Did you take a financial compatibility test before you got married to your spouse? I am sure the answer is no and even if you did, people and circumstances can change over time. If one spouse is more cautious with spending and one is reckless, then this will not only cause tension, but the financially reckless spouse will most likely hurt or greatly strain your finances. It can also be a huge source of marital tensions. What should you do if you find yourself in this situation?
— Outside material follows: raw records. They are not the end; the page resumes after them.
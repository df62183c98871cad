use serde::{Deserialize, Serialize};
use uuid::Uuid;

use crate::game::error::GameError;
use crate::config::game::MAX_BEST_OF;
use crate::config::matchmaking::MAX_STAKE;

/// Opaque, process-unique identity of a connected client.
#[derive(Debug, Clone, Copy, PartialEq, Eq, Hash, PartialOrd, Ord, Serialize, Deserialize)]
pub struct ClientId(pub Uuid);

impl ClientId {
    pub fn new() -> Self {
        Self(Uuid::new_v4())
    }
}

impl Default for ClientId {
    fn default() -> Self {
        Self::new()
    }
}

impl std::fmt::Display for ClientId {
    fn fmt(&self, f: &mut std::fmt::Formatter<'_>) -> std::fmt::Result {
        self.0.fmt(f)
    }
}

/// Identifier of a paired Session.
pub type SessionId = Uuid;

/// Index of a player inside a Session (0 or 1), independent of its symbol.
#[derive(Debug, Clone, Copy, PartialEq, Eq, Hash, Serialize, Deserialize)]
#[serde(into = "u8", try_from = "u8")]
pub enum Slot {
    Zero,
    One,
}

impl Slot {
    pub const BOTH: [Slot; 2] = [Slot::Zero, Slot::One];

    pub fn index(self) -> usize {
        match self {
            Slot::Zero => 0,
            Slot::One => 1,
        }
    }

    pub fn other(self) -> Slot {
        match self {
            Slot::Zero => Slot::One,
            Slot::One => Slot::Zero,
        }
    }

    /// Uniform random slot.
    pub fn random<R: rand::Rng + ?Sized>(rng: &mut R) -> Slot {
        if rng.random_bool(0.5) { Slot::Zero } else { Slot::One }
    }
}

impl From<Slot> for u8 {
    fn from(slot: Slot) -> u8 {
        slot.index() as u8
    }
}

impl TryFrom<u8> for Slot {
    type Error = String;

    fn try_from(value: u8) -> Result<Self, Self::Error> {
        match value {
            0 => Ok(Slot::Zero),
            1 => Ok(Slot::One),
            other => Err(format!("invalid slot {other}")),
        }
    }
}

/// User-facing mark assigned to a slot for the duration of a match.
#[derive(Debug, Clone, Copy, PartialEq, Eq, Hash, Serialize, Deserialize)]
pub enum Symbol {
    X,
    O,
}

impl Symbol {
    pub fn complement(self) -> Symbol {
        match self {
            Symbol::X => Symbol::O,
            Symbol::O => Symbol::X,
        }
    }

    pub fn random<R: rand::Rng + ?Sized>(rng: &mut R) -> Symbol {
        if rng.random_bool(0.5) { Symbol::X } else { Symbol::O }
    }
}

/// A board cell. Serialized as `-1` when empty, otherwise the marking slot.
#[derive(Debug, Clone, Copy, PartialEq, Eq, Default, Serialize)]
#[serde(into = "i8")]
pub enum Cell {
    #[default]
    Empty,
    Mark(Slot),
}

impl From<Cell> for i8 {
    fn from(cell: Cell) -> i8 {
        match cell {
            Cell::Empty => -1,
            Cell::Mark(slot) => slot.index() as i8,
        }
    }
}

/// Settings both members agreed on when they were paired.
#[derive(Debug, Clone, Copy, PartialEq, Eq, Hash, Serialize, Deserialize)]
#[serde(rename_all = "camelCase")]
pub struct MatchConfig {
    pub best_of: u32,
    pub stake: u64,
}

impl MatchConfig {
    /// Validated constructor. `best_of` must be odd and within `1..=MAX_BEST_OF`;
    /// `stake` must be within `0..=MAX_STAKE`.
    pub fn new(best_of: i64, stake: i64) -> Result<Self, GameError> {
        if best_of < 1 || best_of > i64::from(MAX_BEST_OF) || best_of % 2 == 0 {
            return Err(GameError::InvalidMatchConfig(format!(
                "bestOf must be an odd number between 1 and {MAX_BEST_OF}, got {best_of}"
            )));
        }
        if stake < 0 || stake as u64 > MAX_STAKE {
            return Err(GameError::InvalidMatchConfig(format!(
                "stake must be between 0 and {MAX_STAKE}, got {stake}"
            )));
        }
        Ok(Self { best_of: best_of as u32, stake: stake as u64 })
    }

    /// Round wins required to take the match: `floor(bestOf / 2) + 1`.
    pub fn wins_needed(&self) -> u32 {
        self.best_of / 2 + 1
    }

    /// Amount awarded to the match winner.
    pub fn pot(&self) -> u64 {
        self.stake.saturating_mul(2)
    }
}

/// Lifecycle phase of a Session.
#[derive(Debug, Clone, Copy, PartialEq, Eq, Serialize)]
pub enum Phase {
    AwaitingOpponent,
    InRound,
    RoundOver,
    MatchOver,
    Abandoned,
}

impl Phase {
    pub fn is_terminal(self) -> bool {
        matches!(self, Phase::MatchOver | Phase::Abandoned)
    }
}

#[cfg(test)]
mod tests {
    use super::*;
    use rand::SeedableRng;
    use rand::rngs::StdRng;

    #[test]
    fn wins_needed_is_strict_majority() {
        assert_eq!(MatchConfig::new(1, 0).unwrap().wins_needed(), 1);
        assert_eq!(MatchConfig::new(3, 0).unwrap().wins_needed(), 2);
        assert_eq!(MatchConfig::new(5, 0).unwrap().wins_needed(), 3);
    }

    #[test]
    fn even_or_out_of_range_best_of_is_rejected() {
        for best_of in [0, 2, 4, -1, 11] {
            assert!(matches!(MatchConfig::new(best_of, 0), Err(GameError::InvalidMatchConfig(_))));
        }
    }

    #[test]
    fn negative_or_huge_stake_is_rejected() {
        assert!(MatchConfig::new(1, -5).is_err());
        assert!(MatchConfig::new(1, MAX_STAKE as i64 + 1).is_err());
        assert_eq!(MatchConfig::new(3, 25).unwrap().pot(), 50);
    }

    #[test]
    fn cells_serialize_as_slot_numbers() {
        let cells = [Cell::Empty, Cell::Mark(Slot::Zero), Cell::Mark(Slot::One)];
        assert_eq!(serde_json::to_string(&cells).unwrap(), "[-1,0,1]");
    }

    #[test]
    fn slot_round_trips_through_u8() {
        assert_eq!(serde_json::to_string(&Slot::One).unwrap(), "1");
        assert_eq!(serde_json::from_str::<Slot>("0").unwrap(), Slot::Zero);
        assert!(serde_json::from_str::<Slot>("2").is_err());
    }

    #[test]
    fn random_choices_are_reproducible_with_a_seed() {
        let mut a = StdRng::seed_from_u64(7);
        let mut b = StdRng::seed_from_u64(7);
        for _ in 0..16 {
            assert_eq!(Slot::random(&mut a), Slot::random(&mut b));
            assert_eq!(Symbol::random(&mut a), Symbol::random(&mut b));
        }
    }
}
Here are some approaches, from rational, gentle approaches, to tougher, harder approaches, along with observations:
Communicate and work together: Hopefully, the remedy to your situation is as easy as communicating with each other to make sure that you are on the same page financially. If your finances are steadily strengthening, debts are decreasing or paid off, savings rates are sufficient, and charitable giving is charitable, then it doesn’t really matter if your spending seems reckless. However, when your income is growing and you are still struggling to pay for ordinary expenses, then it is time to have a talk. Both spouses should be aware of financial matters, savings goals, and limitations on spending. One can hope that this will solve the problem, but if not, then try again or move on to another approach.
Take charge and prioritize cash outflows: First, the more financially responsible spouse should be in charge of financial matters, including saving and paying bills. Next, the order of financial priorities needs to change, including saving first, preferably automatically, then paying bills and debts. This will cover your basic financial needs.
Cut off access: If the previous approaches still do not work, then you have to cut-off or greatly restrict access to funds and credit. I know, this sounds harsh and controlling, but it is not. If someone had a gambling addiction then you would do the same or you will find yourself homeless, which is not an exaggeration. Spending addictions are similar and you need to protect yourself and your family. If you are at this point then your spouse has issues with spending money.
Outside support: Financial decisions, views, and habits are very much driven by our emotions, our past experiences, and our attitudes about money. If you truly have a spending addiction, then seek the support and help of a professional that is experienced with these matters. I am not a psychologist or therapist, but anecdotally, it appears that reckless spending stems from several causes: seeking happiness by purchasing things (which is short-lived, possibly for mere minutes), the attitude that you deserve “things” (this is kind of related to the first cause), you do not care or think about finances (adults need to behave like adults), and lastly, you are just trying to sabotage your situation (it could be to get back at your spouse or because you do not feel you deserve financial security – again, seek therapy).
This can also happen with a business partner if you put them in place of the word spouse. It just won’t work.